Gene Weingarten: BEcause I ask frequently, I am scrupulous about giving the right directions. I once got confused and sent a man 15 blocks away from where he needed to go. This still bothers me. If he is reading this: Sorry, the Safeway is NOT on Maryland Avenue. It is on Nebraska, about a block away from where we were standing.
Pat the Perfect: The Risque Tom Lehrer: In the 1970s, he wrote a song for the PBS kids' reading show "The Electric Company" called "Silent E" ("Who can turn a can into a cane? Who can turn a pan into a pane? It's easy, don't you see, with Silent E").
Later on, for a London-based revue of his songs called "Tomfoolery," was added: "Who can turn a simple rap into rape?"
Gene Weingarten: Hahaha. Thanks, Pat.
Obama: My husband is conservative, but not so much with the current Republicans. However, this morning heading to the polls, he said something way offensive about Obama. I can't believe he said it. I've never heard anything like that from him.
Besides the fact that we are going to have a long conversation tonight, it makes me really nervous that Obama's race is going to play a much bigger picture in the general election than in the primaries.
Gene Weingarten: I think this country is going to rise to the occasion. I believe it, deeply.

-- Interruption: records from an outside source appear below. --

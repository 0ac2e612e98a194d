use serde_json::{Map, Value};
use tracing::{info, warn};

use crate::application::ports::{FolderGrantRepository, ProfileRepository};
use crate::domain::entities::FolderGrant;
use crate::domain::value_objects::{OrganizationId, PermissionLevel, ProfileId, UserId};
use crate::error::AccessError;

pub struct CreateGrantCommand {
    pub profile_id: ProfileId,
    pub folder_path: String,
    pub permission_level: PermissionLevel,
    pub organization_id: OrganizationId,
    pub created_by: UserId,
    pub notes: Option<String>,
    pub extra_data: Option<Map<String, Value>>,
}

pub async fn execute<P, G>(
    profiles: &P,
    grants: &G,
    cmd: CreateGrantCommand,
) -> Result<FolderGrant, AccessError>
where
    P: ProfileRepository + ?Sized,
    G: FolderGrantRepository + ?Sized,
{
    let profile = profiles
        .find_by_id(*cmd.profile_id.as_uuid())
        .await?
        .ok_or_else(|| AccessError::not_found("profile", *cmd.profile_id.as_uuid()))?;

    if profile.organization_id != cmd.organization_id {
        return Err(AccessError::policy(
            "Profile must belong to the same organization",
        ));
    }
    if !profile.is_active {
        return Err(AccessError::policy(
            "Cannot create a grant for an inactive profile",
        ));
    }

    // Path validation and normalization happen in the entity factory
    let grant = FolderGrant::create(
        cmd.profile_id,
        &cmd.folder_path,
        cmd.permission_level,
        cmd.organization_id,
        cmd.created_by,
        cmd.notes,
        cmd.extra_data,
    )?;

    if let Some(existing) = grants
        .find_by_profile_and_folder(cmd.profile_id, grant.folder_path.as_str())
        .await?
    {
        if existing.is_active {
            return Err(AccessError::DuplicateGrant {
                existing: existing.id,
                folder_path: grant.folder_path.as_str().to_string(),
            });
        }
    }

    let conflicting = grants
        .find_conflicting(cmd.profile_id, &grant.folder_path)
        .await?;
    if !conflicting.is_empty() {
        warn!(
            profile_id = %cmd.profile_id,
            folder_path = %grant.folder_path,
            conflicts = conflicting.len(),
            "grant creation rejected, overlapping grants"
        );
        return Err(AccessError::GrantConflict {
            conflicting: conflicting.iter().map(|c| c.id).collect(),
        });
    }

    let (ok, errors) = grant.validate();
    if !ok {
        return Err(AccessError::Validation(errors));
    }
    grants.save(&grant).await?;

    info!(
        grant_id = %grant.id,
        profile_id = %grant.profile_id,
        folder_path = %grant.folder_path,
        level = %grant.permission_level,
        "folder grant created"
    );
    Ok(grant)
}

That guy's a liar: I'M the guy who's having a hard time getting past "hi" with a woman in an adjacent office. Sheesh! Did he think I wouldn't be reading today?
Gene Weingarten: Hahahahahaha.
Lehrer is immort, AL: The first song by Tom Lehrer I ever heard was "Silent E," on The Electric Company.

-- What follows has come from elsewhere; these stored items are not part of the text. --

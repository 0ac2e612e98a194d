use chrono::{DateTime, Utc};
use serde::{Deserialize, Serialize};
use serde_json::{Map, Value};
use uuid::Uuid;

use crate::domain::value_objects::{
    FolderPath, OrganizationId, PermissionLevel, ProfileId, UserId,
};
use crate::error::AccessError;

/// A profile's permission level on one folder subtree.
///
/// Immutable record: every mutator returns a new value with `updated_at`
/// refreshed. Active grants on the same profile must not nest — overlap is
/// rejected at write time so resolution stays unambiguous.
#[derive(Debug, Clone, PartialEq, Serialize, Deserialize)]
pub struct FolderGrant {
    pub id: Uuid,
    pub profile_id: ProfileId,
    pub folder_path: FolderPath,
    pub permission_level: PermissionLevel,
    pub organization_id: OrganizationId,
    pub created_by: UserId,
    pub created_at: DateTime<Utc>,
    pub updated_at: Option<DateTime<Utc>>,
    pub is_active: bool,
    pub notes: Option<String>,
    /// Opaque metadata; the core never branches on its contents.
    pub extra_data: Map<String, Value>,
}

impl FolderGrant {
    pub fn create(
        profile_id: ProfileId,
        folder_path: &str,
        permission_level: PermissionLevel,
        organization_id: OrganizationId,
        created_by: UserId,
        notes: Option<String>,
        extra_data: Option<Map<String, Value>>,
    ) -> Result<Self, AccessError> {
        let folder_path = FolderPath::parse(folder_path)?;
        Ok(Self {
            id: Uuid::new_v4(),
            profile_id,
            folder_path,
            permission_level,
            organization_id,
            created_by,
            created_at: Utc::now(),
            updated_at: None,
            is_active: true,
            notes,
            extra_data: extra_data.unwrap_or_default(),
        })
    }

    pub fn with_permission_level(&self, permission_level: PermissionLevel) -> Self {
        Self {
            permission_level,
            updated_at: Some(Utc::now()),
            ..self.clone()
        }
    }

    pub fn with_folder_path(&self, folder_path: &str) -> Result<Self, AccessError> {
        let folder_path = FolderPath::parse(folder_path)?;
        Ok(Self {
            folder_path,
            updated_at: Some(Utc::now()),
            ..self.clone()
        })
    }

    pub fn with_notes(&self, notes: impl Into<String>) -> Self {
        Self {
            notes: Some(notes.into()),
            updated_at: Some(Utc::now()),
            ..self.clone()
        }
    }

    /// Shallow union; incoming keys win.
    pub fn merge_extra_data(&self, extra_data: Map<String, Value>) -> Self {
        let mut merged = self.extra_data.clone();
        merged.extend(extra_data);
        Self {
            extra_data: merged,
            updated_at: Some(Utc::now()),
            ..self.clone()
        }
    }

    pub fn deactivate(&self) -> Self {
        if !self.is_active {
            return self.clone();
        }
        Self {
            is_active: false,
            updated_at: Some(Utc::now()),
            ..self.clone()
        }
    }

    pub fn activate(&self) -> Self {
        if self.is_active {
            return self.clone();
        }
        Self {
            is_active: true,
            updated_at: Some(Utc::now()),
            ..self.clone()
        }
    }

    /// True when this grant lets its holder into `path`: the grant is active
    /// and its folder equals or is an ancestor of the requested path.
    pub fn can_access(&self, path: &str) -> bool {
        self.is_active && self.folder_path.covers(path)
    }

    /// Inactive grants permit nothing.
    pub fn allowed_actions(&self) -> &'static [&'static str] {
        if !self.is_active {
            return &[];
        }
        self.permission_level.allowed_actions()
    }

    pub fn can_perform_action(&self, action: &str) -> bool {
        self.is_active && self.permission_level.can_perform(action)
    }

    /// Two active grants on the same profile conflict when their folders are
    /// equal or nested, regardless of the levels involved.
    pub fn conflicts_with(&self, other: &FolderGrant) -> bool {
        if !self.is_active || !other.is_active {
            return false;
        }
        if self.profile_id != other.profile_id {
            return false;
        }
        self.folder_path == other.folder_path
            || self.folder_path.is_ancestor_of(&other.folder_path)
            || self.folder_path.is_descendant_of(&other.folder_path)
    }

    pub fn depth(&self) -> usize {
        self.folder_path.depth()
    }

    pub fn is_root_grant(&self) -> bool {
        self.folder_path.is_root()
    }

    pub fn parent_path(&self) -> Option<FolderPath> {
        self.folder_path.parent()
    }

    /// Defensive re-check of required identifiers and path format, usable on
    /// values loaded from storage as well as freshly built ones.
    pub fn validate(&self) -> (bool, Vec<String>) {
        let mut errors = Vec::new();

        if self.id.is_nil() {
            errors.push("Grant ID is required".to_string());
        }
        if self.profile_id.as_uuid().is_nil() {
            errors.push("Profile ID is required".to_string());
        }
        if self.organization_id.as_uuid().is_nil() {
            errors.push("Organization ID is required".to_string());
        }
        if self.created_by.as_uuid().is_nil() {
            errors.push("Created by is required".to_string());
        }
        if let Err(AccessError::InvalidFolderPath(path)) =
            FolderPath::parse(self.folder_path.as_str())
        {
            errors.push(format!("Invalid folder path format: {path}"));
        }

        (errors.is_empty(), errors)
    }
}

When I was in high school my father revealed that he had listened to Lehrer on 10" records back in the 50s, when he was hanging out with the Kingston Trio and listening to the Weavers. (This was quite a shock to me because I knew my father as a passionate Goldwater Republican. Also, who knew there were 10" records?) He found Lehrer's albums on Reprise and bought all of them, and we played them over and over.
Today my children (ages 9 and 7) love him, mostly for "The Elements." It's only a matter of time before I break down and let them listen to "I Got It From Agnes."

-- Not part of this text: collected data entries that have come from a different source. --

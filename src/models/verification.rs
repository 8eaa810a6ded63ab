// src/models/verification.rs
//! Verification request and result types.
//!
//! Both are ephemeral: a request is rebuilt from the URL on every page load
//! and a result is recomputed per query, never cached across fingerprints.

use crate::models::did::Identity;
use serde::{Deserialize, Serialize};

/// Parameters extracted from a verification URL.
///
/// Absent parameters are empty strings, never errors.
#[derive(Debug, Clone, Default, PartialEq, Eq, Serialize, Deserialize)]
pub struct VerificationRequest {
    /// `did` query parameter (identity claimed by the code)
    pub did: String,
    /// `hash` query parameter (expected content fingerprint)
    pub hash: String,
}

#[derive(Debug, Clone, Copy, PartialEq, Eq, Serialize, Deserialize)]
#[serde(rename_all = "kebab-case")]
pub enum VerificationStatus {
    /// No fingerprint to check; no ledger query was made.
    Idle,
    Match,
    NoMatch,
}

/// Outcome of reconciling a request against ledger state.
#[derive(Debug, Clone, PartialEq, Eq, Serialize, Deserialize)]
pub struct VerificationResult {
    pub status: VerificationStatus,
    /// Owner recorded on the ledger, present only on `Match`.
    pub owner: Option<Identity>,
}

impl VerificationResult {
    pub fn idle() -> Self {
        Self { status: VerificationStatus::Idle, owner: None }
    }

    pub fn from_owner(owner: Option<Identity>) -> Self {
        match owner {
            Some(owner) => Self { status: VerificationStatus::Match, owner: Some(owner) },
            None => Self { status: VerificationStatus::NoMatch, owner: None },
        }
    }
}

/// What the verification page shows: the result plus the request it answers.
#[derive(Debug, Clone, PartialEq, Eq, Serialize, Deserialize)]
pub struct VerificationReport {
    pub request: VerificationRequest,
    #[serde(flatten)]
    pub result: VerificationResult,
    /// The viewer's bound identity differs from the code's `did`.
    /// Informational only; never changes `result`.
    pub viewer_mismatch: bool,
}
// src/services/identity_binding.rs
//! Session identity binding.
//!
//! Holds the single active [`Identity`] for a session. Consumers receive the
//! binding by injection; session storage mirrors `bind`/`clear` and is never
//! consulted as an independent source of truth after start-up.

use crate::error::{AnchorError, Result};
use crate::models::did::Identity;
use crate::wallet::session_storage::{SessionStore, IDENTITY_KEY};
use crate::wallet::WalletExtension;
use log::{info, warn};
use std::sync::{Arc, PoisonError, RwLock};

pub struct IdentityBinding {
    wallet: Arc<dyn WalletExtension>,
    store: Arc<dyn SessionStore>,
    application_name: String,
    did_method: String,
    active: RwLock<Option<Identity>>,
}

impl IdentityBinding {
    /// Creates a binding, restoring an identity left in session storage.
    ///
    /// # Arguments
    /// * `wallet` - Wallet capability used by `connect`
    /// * `store` - Session-scoped storage mirroring the active identity
    /// * `application_name` - Name presented to the wallet on `enable`
    /// * `did_method` - Placeholder method for derived identities
    pub fn new(
        wallet: Arc<dyn WalletExtension>,
        store: Arc<dyn SessionStore>,
        application_name: &str,
        did_method: &str,
    ) -> Self {
        let restored = store.get(IDENTITY_KEY).and_then(|raw| {
            let parsed = Identity::parse(&raw);
            if parsed.is_none() {
                warn!("ignoring malformed identity in session storage: {:?}", raw);
            }
            parsed
        });
        Self {
            wallet,
            store,
            application_name: application_name.to_string(),
            did_method: did_method.to_string(),
            active: RwLock::new(restored),
        }
    }

    /// Connects the wallet and binds the identity of its first account.
    ///
    /// # Errors
    /// `AnchorError::WalletConnection` if no provider responds or no account
    /// is returned. The previously bound identity is left untouched.
    pub async fn connect(&self) -> Result<Identity> {
        self.wallet.enable(&self.application_name).await?;
        let accounts = self.wallet.list_accounts().await?;
        let account = accounts
            .first()
            .ok_or_else(|| AnchorError::WalletConnection("wallet returned no accounts".into()))?;

        let identity = Identity::from_address(&self.did_method, &account.address);
        self.bind(identity.clone());
        Ok(identity)
    }

    /// Replaces the active identity.
    pub fn bind(&self, identity: Identity) {
        let mut active = self.active.write().unwrap_or_else(PoisonError::into_inner);
        self.store.set(IDENTITY_KEY, identity.as_str());
        info!("bound identity {}", identity);
        *active = Some(identity);
    }

    /// Clears the active identity and erases it from session storage.
    pub fn disconnect(&self) {
        let mut active = self.active.write().unwrap_or_else(PoisonError::into_inner);
        self.store.remove(IDENTITY_KEY);
        if let Some(previous) = active.take() {
            info!("cleared identity {}", previous);
        }
    }

    pub fn current(&self) -> Option<Identity> {
        self.active
            .read()
            .unwrap_or_else(PoisonError::into_inner)
            .clone()
    }
}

I always liked Lehrer's other stock response about his retirement. "When people ask whether he is interested in writing songs about various hilarious current events (war, recent presidential administrations), Lehrer says he feels like a resident of Pompeii who has been asked to make a few humorous comments about lava."
Gene Weingarten: Heh.
Spittle: Gene, I'm so glad you asked the spitting question. Why on earth is it socially acceptable to spit in public when virtually every other bodily secretion is verboten? Spitting is unsanitary and, frankly, disgusting. I can honestly say I have never spit in my life (barring the dentist's office and the like). I am, obviously, a woman. I'm also in my late twenties, and I feel the spitting problem is especially rampant among men in my age category. Unless you're running a marathon - and let's face it, lots of runners pee themselves or worse, so spitting is the least of their worries - there shouldn't be any spitting in public.
Gene Weingarten: I would like to hear from some guy who spits. I don't. I don't know why you would have to.
I also ask directions. These are two very non-guy things about me. Oh, and I have a vagina. That's a third.
Leher, ed: I was also exposed to Tom Lehrer an impressionable age, probably 13-15 when my parents brought home "That Was the Year That Was" and "An Evening Wasted with Tom Lehrer". I don't think anyone has combined the musical and political/social satire the way he did. Weird Al and Peter Schickele/PDQ Bach do well on the music side but don't particularly try to get the political/social side. Someone, probably PBS, occasionally broadcasts a performance that was recorded very late in his career. I'm glad to hear he's still alive and disappointed that he has hung up his piano.
Gene Weingarten: Well, he IS eighty.
Bethesda, MD: Hi Gene,
I don't know that we've ever covered this - what are your thoughts on Valentine's Day?
Gene Weingarten: I like any day that affords us another chance to buy presents for our women. Because our women are SO grateful for SO minor a fact. Because they are SO certain we will forget. Yes, it was invented by the chocolate and florist industry, which is why I never gives chocolates and flowers for Valentine's Day.
Dirty Ratsville: Gene,
I think I know how you'll answer already, but I'll ask anyway.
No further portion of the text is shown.